> What this task involves:
Going down the data below, set down exactly the line with "fn from(oid: ::bson::oid::ObjectId)" and each line after it through the line with "pub fn users(&self)"; no other lines.
::::
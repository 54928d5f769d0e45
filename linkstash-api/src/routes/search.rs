/// Global search endpoint
///
/// # Endpoint
///
/// `GET /search?q=`
///
/// One query, three entity types, each capped separately: up to 10 bookmark
/// hits (title/url/description), 5 collections (name/description), and
/// 5 tags (name). Every hit carries its entity type so clients can render a
/// mixed result list.
///
/// # Response
///
/// ```json
/// {
///   "bookmarks": [ { "id": "...", "title": "...", "type": "bookmarks" } ],
///   "collections": [ { "id": "...", "name": "...", "type": "collections" } ],
///   "tags": [ { "id": "...", "name": "...", "type": "tags" } ]
/// }
/// ```
use crate::{app::AppState, error::ApiResult};
use axum::{
    extract::{Query, State},
    Extension, Json,
};
use linkstash_shared::auth::middleware::AuthContext;
use linkstash_shared::models::{
    bookmark::{escape_like, Bookmark, BookmarkSearchHit},
    collection::{Collection, CollectionSearchHit},
    tag::{Tag, TagSearchHit},
};
use serde::{Deserialize, Serialize};
use validator::Validate;

const BOOKMARK_LIMIT: i64 = 10;
const COLLECTION_LIMIT: i64 = 5;
const TAG_LIMIT: i64 = 5;

/// Search query parameters
#[derive(Debug, Deserialize, Validate)]
pub struct SearchQuery {
    #[validate(length(min = 1, max = 100, message = "Query must be 1-100 characters"))]
    pub q: String,
}

/// A search hit tagged with its entity type
#[derive(Debug, Serialize)]
pub struct Typed<T: Serialize> {
    #[serde(flatten)]
    pub item: T,

    #[serde(rename = "type")]
    pub entity_type: &'static str,
}

/// Global search response
#[derive(Debug, Serialize)]
pub struct SearchResponse {
    pub bookmarks: Vec<Typed<BookmarkSearchHit>>,
    pub collections: Vec<Typed<CollectionSearchHit>>,
    pub tags: Vec<Typed<TagSearchHit>>,
}

/// Global search endpoint handler
pub async fn global_search(
    State(state): State<AppState>,
    Extension(auth): Extension<AuthContext>,
    Query(query): Query<SearchQuery>,
) -> ApiResult<Json<SearchResponse>> {
    query.validate()?;

    let pattern = format!("%{}%", escape_like(&query.q));

    let (bookmarks, collections, tags) = tokio::try_join!(
        Bookmark::search(&state.db, auth.user_id, &pattern, BOOKMARK_LIMIT),
        Collection::search(&state.db, auth.user_id, &pattern, COLLECTION_LIMIT),
        Tag::search(&state.db, auth.user_id, &pattern, TAG_LIMIT),
    )?;

    Ok(Json(SearchResponse {
        bookmarks: bookmarks
            .into_iter()
            .map(|item| Typed {
                item,
                entity_type: "bookmarks",
            })
            .collect(),
        collections: collections
            .into_iter()
            .map(|item| Typed {
                item,
                entity_type: "collections",
            })
            .collect(),
        tags: tags
            .into_iter()
            .map(|item| Typed {
                item,
                entity_type: "tags",
            })
            .collect(),
    }))
}
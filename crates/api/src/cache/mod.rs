//! Key-value cache layer.
//!
//! Backs two concerns: the per-user refresh-token session records and the
//! featured-products response cache. Production uses Redis; tests use the
//! in-memory implementation.

pub mod memory;
pub mod redis;

use async_trait::async_trait;
use thiserror::Error;

pub use memory::MemoryCache;
pub use redis::RedisCache;

/// Errors from the cache layer.
#[derive(Debug, Error)]
pub enum CacheError {
    /// The cache backend failed.
    #[error("Cache error: {0}")]
    Backend(String),
}

/// A string key-value store with optional expiry.
#[async_trait]
pub trait KeyValueStore: Send + Sync {
    /// Set a value with no expiry.
    async fn set(&self, key: &str, value: &str) -> Result<(), CacheError>;

    /// Set a value that expires after `ttl_secs` seconds.
    async fn set_ex(&self, key: &str, value: &str, ttl_secs: u64) -> Result<(), CacheError>;

    /// Get a value, `None` if absent or expired.
    async fn get(&self, key: &str) -> Result<Option<String>, CacheError>;

    /// Delete a key. Deleting an absent key is not an error.
    async fn del(&self, key: &str) -> Result<(), CacheError>;
}
//! Newtype IDs for type-safe entity references.
//!
//! Use the `define_id!` macro to create type-safe ID wrappers that prevent
//! accidentally mixing IDs from different entity types.

/// Error returned when parsing an ID from a hex string fails.
#[derive(Debug, Clone, thiserror::Error)]
#[error("invalid object id: {0}")]
pub struct IdParseError(String);

impl IdParseError {
    #[must_use]
    pub fn new(detail: impl Into<String>) -> Self {
        Self(detail.into())
    }
}

/// Macro to define a type-safe ID wrapper.
///
/// Creates a newtype wrapper around `bson::oid::ObjectId` with:
/// - `Serialize`/`Deserialize` with `#[serde(transparent)]` (stores as a
///   native `ObjectId` in BSON documents)
/// - `Debug`, `Clone`, `Copy`, `PartialEq`, `Eq`, `Hash`
/// - `new()` to mint a fresh ID, `parse()` from a 24-char hex string,
///   `to_hex()` for the wire representation
/// - `Display` and `FromStr` using the hex form
///
/// # Example
///
/// ```rust
/// # use tamarind_core::define_id;
/// define_id!(UserId);
/// define_id!(ProductId);
///
/// let user_id = UserId::new();
/// let product_id = ProductId::new();
///
/// // These are different types, so this won't compile:
/// // let _: UserId = product_id;
/// ```
#[macro_export]
macro_rules! define_id {
    ($name:ident) => {
        #[derive(
            Debug,
            Clone,
            Copy,
            PartialEq,
            Eq,
            Hash,
            ::serde::Serialize,
            ::serde::Deserialize
        )]
        #[serde(transparent)]
        pub struct $name(::bson::oid::ObjectId);

        impl $name {
            /// Mint a new, unique ID.
            #[must_use]
            pub fn new() -> Self {
                Self(::bson::oid::ObjectId::new())
            }

            /// Parse an ID from its 24-character hex representation.
            ///
            /// # Errors
            ///
            /// Returns [`IdParseError`](crate::types::id::IdParseError) if
            /// the input is not a valid object id.
            pub fn parse(hex: &str) -> ::core::result::Result<Self, $crate::types::id::IdParseError> {
                ::bson::oid::ObjectId::parse_str(hex)
                    .map(Self)
                    .map_err(|e| $crate::types::id::IdParseError::new(e.to_string()))
            }

            /// Get the hex form used on the wire (JSON bodies, JWT claims).
            #[must_use]
            pub fn to_hex(&self) -> ::std::string::String {
                self.0.to_hex()
            }

            /// Get the underlying BSON object id.
            #[must_use]
            pub const fn as_object_id(&self) -> ::bson::oid::ObjectId {
                self.0
            }
        }

        impl ::core::default::Default for $name {
            fn default() -> Self {
                Self::new()
            }
        }

        impl ::core::fmt::Display for $name {
            fn fmt(&self, f: &mut ::core::fmt::Formatter<'_>) -> ::core::fmt::Result {
                write!(f, "{}", self.0.to_hex())
            }
        }

        impl ::core::str::FromStr for $name {
            type Err = $crate::types::id::IdParseError;

            fn from_str(s: &str) -> ::core::result::Result<Self, Self::Err> {
                Self::parse(s)
            }
        }

        impl From<::bson::oid::ObjectId> for $name {
            fn from(oid: ::bson::oid::ObjectId) -> Self {
                Self(oid)
            }
        }

        impl From<$name> for ::bson::oid::ObjectId {
            fn from(id: $name) -> Self {
                id.0
            }
        }
    };
}

// Define standard entity IDs
define_id!(UserId);
define_id!(ProductId);
//! Shared application state.

use std::sync::Arc;

use crate::cache::KeyValueStore;
use crate::config::ApiConfig;
use crate::db::{ProductStore, UserStore};
use crate::services::auth::{SessionCache, TokenIssuer};

/// Shared state handed to every handler.
///
/// Stores are held behind trait objects so tests can swap in the in-memory
/// implementations. Cloning is an `Arc` bump.
#[derive(Clone)]
pub struct AppState {
    inner: Arc<Inner>,
}

struct Inner {
    config: ApiConfig,
    users: Arc<dyn UserStore>,
    products: Arc<dyn ProductStore>,
    cache: Arc<dyn KeyValueStore>,
    sessions: SessionCache,
    tokens: TokenIssuer,
}

impl AppState {
    #[must_use]
    pub fn new(
        config: ApiConfig,
        users: Arc<dyn UserStore>,
        products: Arc<dyn ProductStore>,
        cache: Arc<dyn KeyValueStore>,
    ) -> Self {
        let tokens = TokenIssuer::new(&config.access_token_secret, &config.refresh_token_secret);
        let sessions = SessionCache::new(Arc::clone(&cache));
        Self {
            inner: Arc::new(Inner {
                config,
                users,
                products,
                cache,
                sessions,
                tokens,
            }),
        }
    }

    #[must_use]
    pub fn config(&self) -> &ApiConfig {
        &self.inner.config
    }

    #[must_use]
    pub fn users(&self) -> &dyn UserStore {
        self.inner.users.as_ref()
    }

    #[must_use]
    pub fn products(&self) -> &dyn ProductStore {
        self.inner.products.as_ref()
    }

    #[must_use]
    pub fn cache(&self) -> &dyn KeyValueStore {
        self.inner.cache.as_ref()
    }

    #[must_use]
    pub fn sessions(&self) -> &SessionCache {
        &self.inner.sessions
    }

    #[must_use]
    pub fn tokens(&self) -> &TokenIssuer {
        &self.inner.tokens
    }

    /// Whether session cookies should carry the Secure flag.
    #[must_use]
    pub fn secure_cookies(&self) -> bool {
        self.inner.config.environment.is_production()
    }
}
::::
> Reply to the task:
            fn from(oid: ::bson::oid::ObjectId) -> Self {
                Self(oid)
            }
        }

        impl From<$name> for ::bson::oid::ObjectId {
            fn from(id: $name) -> Self {
                id.0
            }
        }
    };
}

// Define standard entity IDs
define_id!(UserId);
define_id!(ProductId);
//! Shared application state.

use std::sync::Arc;

use crate::cache::KeyValueStore;
use crate::config::ApiConfig;
use crate::db::{ProductStore, UserStore};
use crate::services::auth::{SessionCache, TokenIssuer};

/// Shared state handed to every handler.
///
/// Stores are held behind trait objects so tests can swap in the in-memory
/// implementations. Cloning is an `Arc` bump.
#[derive(Clone)]
pub struct AppState {
    inner: Arc<Inner>,
}

struct Inner {
    config: ApiConfig,
    users: Arc<dyn UserStore>,
    products: Arc<dyn ProductStore>,
    cache: Arc<dyn KeyValueStore>,
    sessions: SessionCache,
    tokens: TokenIssuer,
}

impl AppState {
    #[must_use]
    pub fn new(
        config: ApiConfig,
        users: Arc<dyn UserStore>,
        products: Arc<dyn ProductStore>,
        cache: Arc<dyn KeyValueStore>,
    ) -> Self {
        let tokens = TokenIssuer::new(&config.access_token_secret, &config.refresh_token_secret);
        let sessions = SessionCache::new(Arc::clone(&cache));
        Self {
            inner: Arc::new(Inner {
                config,
                users,
                products,
                cache,
                sessions,
                tokens,
            }),
        }
    }

    #[must_use]
    pub fn config(&self) -> &ApiConfig {
        &self.inner.config
    }

    #[must_use]
    pub fn users(&self) -> &dyn UserStore {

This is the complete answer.